A few weeks ago my husband and I and our four kids were at Legoland for a day of fun in the California sun. My four kids are all what you may call opinionated, independent, and vocal. Our youngest may be the sassiest of them all, but she also has a profound expressive speech delay. I was at an area for younger kiddos where my children had insisted on running through the line by themselves as I looked on from behind a roped fence.
My kids, one by one, were asked by the Legoland attendant to make a choice as to which slide experience they wanted. I’m pretty sure I held my breath as my youngest approached her turn. Her brothers will often interpret for her, as our family seems to speak her language better than others outside our little home tribe. But her brothers were ahead of her and she was on her own for a moment with nothing but her own abilities to communicate her desires to this stranger.
With calm excitement she used her words to communicate her choice. And with minimal gesturing the attendant replied,
“You want to ride the blue one?”
“Yesh!!” She nodded, eyes wide and excited.
It may seem like the most mundane of moments, the most minuscule of milestones. But our baby girl was understood by a stranger without our help. It was huge! Like I was nearly in tears in the middle of Legoland, huge!
Lest I give you the impression that one successful surgery or a few months of therapy have led to her new confidence in communication, let me back up a bit here. We adopted our daughter in China at 16 months of age not having much knowledge of the needs of cleft lip and palate. Her lip had been repaired only a few months before in China. Since then she has had two other palate surgeries stateside and received speech therapy 2-3 days a week and she is now four years old. As a former pediatric therapist, I was adamant (dare I say “pushy”) about beginning therapy as soon as we were able upon returning home. Within six weeks of getting settled we had begun weekly speech therapy. We’ve taken breaks for surgeries and family reasons, but our relationship with her therapists has been regular and wonderful.
Notice I did not say “consistently easy.” Nope. We have had therapy sessions where she spent 30 of our 45 minute session screaming under a table. Sessions full of eye rolls and moaning and very little “work”. Sessions that involved game pieces chucked across a play room and claw marks down my arm. Sessions where I wanted to crawl under the table for 30 of those 45 minutes and cry. Those days happen and golly they are awful! But unless our sweet girl is really truly ill, we stay for that whole therapy session no matter how arduous or how embarrassing it gets. We want her to know that we value that time.
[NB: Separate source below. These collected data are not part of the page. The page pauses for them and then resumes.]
//! Application storage with optimistic concurrency.
//!
//! The store trait is the persistence seam: the engine only ever reads an
//! application and writes it back with a compare-and-swap on `row_version`.
//! The in-memory backend is authoritative here; a SQL backend slots in
//! behind the same trait.

use dashmap::DashMap;
use seva_types::{Application, Arn, EngineError, EngineResult};

/// Versioned application storage.
pub trait ApplicationStore: Send + Sync {
    /// Insert a new application. Fails if the ARN already exists.
    fn insert(&self, app: Application) -> EngineResult<()>;

    /// Fetch an application by ARN.
    fn get(&self, arn: &Arn) -> EngineResult<Application>;

    /// Write back an application whose `row_version` has already been
    /// bumped by the caller. The write succeeds only if the stored row
    /// still carries `expected_version`; a mismatch means a concurrent
    /// writer won and the caller must retry from a fresh read.
    fn update(&self, app: Application, expected_version: u64) -> EngineResult<()>;

    /// All ARNs currently stored, for sweeps.
    fn arns(&self) -> Vec<Arn>;
}

/// DashMap-backed store.
pub struct InMemoryApplicationStore {
    applications: DashMap<Arn, Application>,
}

impl InMemoryApplicationStore {
    pub fn new() -> Self {
        Self {
            applications: DashMap::new(),
        }
    }

    pub fn len(&self) -> usize {
        self.applications.len()
    }

    pub fn is_empty(&self) -> bool {
        self.applications.is_empty()
    }
}

impl Default for InMemoryApplicationStore {
    fn default() -> Self {
        Self::new()
    }
}

impl ApplicationStore for InMemoryApplicationStore {
    fn insert(&self, app: Application) -> EngineResult<()> {
        let arn = app.arn.clone();
        match self.applications.entry(arn.clone()) {
            dashmap::mapref::entry::Entry::Occupied(_) => Err(EngineError::Validation(format!(
                "application '{}' already exists",
                arn
            ))),
            dashmap::mapref::entry::Entry::Vacant(slot) => {
                slot.insert(app);
                Ok(())
            }
        }
    }

    fn get(&self, arn: &Arn) -> EngineResult<Application> {
        self.applications
            .get(arn)
            .map(|a| a.clone())
            .ok_or_else(|| EngineError::ApplicationNotFound(arn.clone()))
    }

    fn update(&self, app: Application, expected_version: u64) -> EngineResult<()> {
        let arn = app.arn.clone();
        let mut entry = self
            .applications
            .get_mut(&arn)
            .ok_or_else(|| EngineError::ApplicationNotFound(arn.clone()))?;

        if entry.row_version != expected_version {
            return Err(EngineError::ConcurrencyConflict { arn });
        }

        *entry = app;
        Ok(())
    }

    fn arns(&self) -> Vec<Arn> {
        self.applications.iter().map(|e| e.key().clone()).collect()
    }
}

#[cfg(test)]
mod tests {
    use super::*;
    use seva_types::{AuthorityId, ServiceKey, StateId};

    fn app(arn: &str) -> Application {
        Application::submit(
            Arn::new(arn),
            ServiceKey::new("water_connection"),
            1,
            AuthorityId::new("DIST-01"),
            StateId::new("CLERK_REVIEW"),
            serde_json::json!({}),
        )
    }

    #[test]
    fn insert_then_get() {
        let store = InMemoryApplicationStore::new();
        store.insert(app("ARN-1")).unwrap();

        let loaded = store.get(&Arn::new("ARN-1")).unwrap();
        assert_eq!(loaded.row_version, 0);

        assert!(matches!(
            store.get(&Arn::new("ARN-9")),
            Err(EngineError::ApplicationNotFound(_))
        ));
    }

    #[test]
    fn duplicate_insert_rejected() {
        let store = InMemoryApplicationStore::new();
        store.insert(app("ARN-1")).unwrap();
        assert!(matches!(
            store.insert(app("ARN-1")),
            Err(EngineError::Validation(_))
        ));
    }

    #[test]
    fn cas_detects_conflicting_writer() {
        let store = InMemoryApplicationStore::new();
        store.insert(app("ARN-1")).unwrap();

        // Two readers both load version 0.
        let mut first = store.get(&Arn::new("ARN-1")).unwrap();
        let mut second = store.get(&Arn::new("ARN-1")).unwrap();

        first.row_version += 1;
        store.update(first, 0).unwrap();

        // The second writer's expected version is stale.
        second.row_version += 1;
        let result = store.update(second, 0);
        assert!(matches!(result, Err(EngineError::ConcurrencyConflict { .. })));
    }

    #[test]
    fn retry_after_conflict_succeeds() {
        let store = InMemoryApplicationStore::new();
        store.insert(app("ARN-1")).unwrap();

        let mut writer = store.get(&Arn::new("ARN-1")).unwrap();
        writer.row_version += 1;
        store.update(writer, 0).unwrap();

        // Retry from a fresh read.
        let mut retry = store.get(&Arn::new("ARN-1")).unwrap();
        assert_eq!(retry.row_version, 1);
        retry.row_version += 1;
        store.update(retry, 1).unwrap();

        assert_eq!(store.get(&Arn::new("ARN-1")).unwrap().row_version, 2);
    }
}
And when I say “we” I mean us, her parents, her therapists, her siblings, her teachers and anyone in her tribe cheering her on whether present or not. She knows from our consistent insistence that going to therapy sessions to “play and work on our words” is important. We want her to know that we believe in her ability to work hard and be understood, that we have hope for her independent communication with the whole world in the future. We communicate the value of therapy to her through our actions and words.
Her growth in communication has been slow and we’ve made careful decisions along the way. Surgical repair of cleft lip and palate does not magically solve a problem as big as expressive communication. Surgery and great surgical teams are absolutely amazing! But those surgical interventions at best give our child the anatomy to make independent communication a possibility. Our child does not wake up in post-op suddenly rivaling their peers’ language abilities. I strongly believe that for most of our cleft-affected kiddos, therapy is really what brings about that ability. A partnership between a skilled speech-language pathologist, a parent, and the child will produce gains in independent communication.
It may take more time, more tears, more cost, and more long-suffering than we anticipated. It may even look very different than we expected. But it is worth it. It’s even worth the long drives and the phone calls to the insurance. I can say it’s worth it and we are not even “there” yet.
But I have full hope that she will be there someday, and until then we work hard alongside her, pray with hope, and encourage her to speak openly because her heart and her are so worth hearing, sass and all.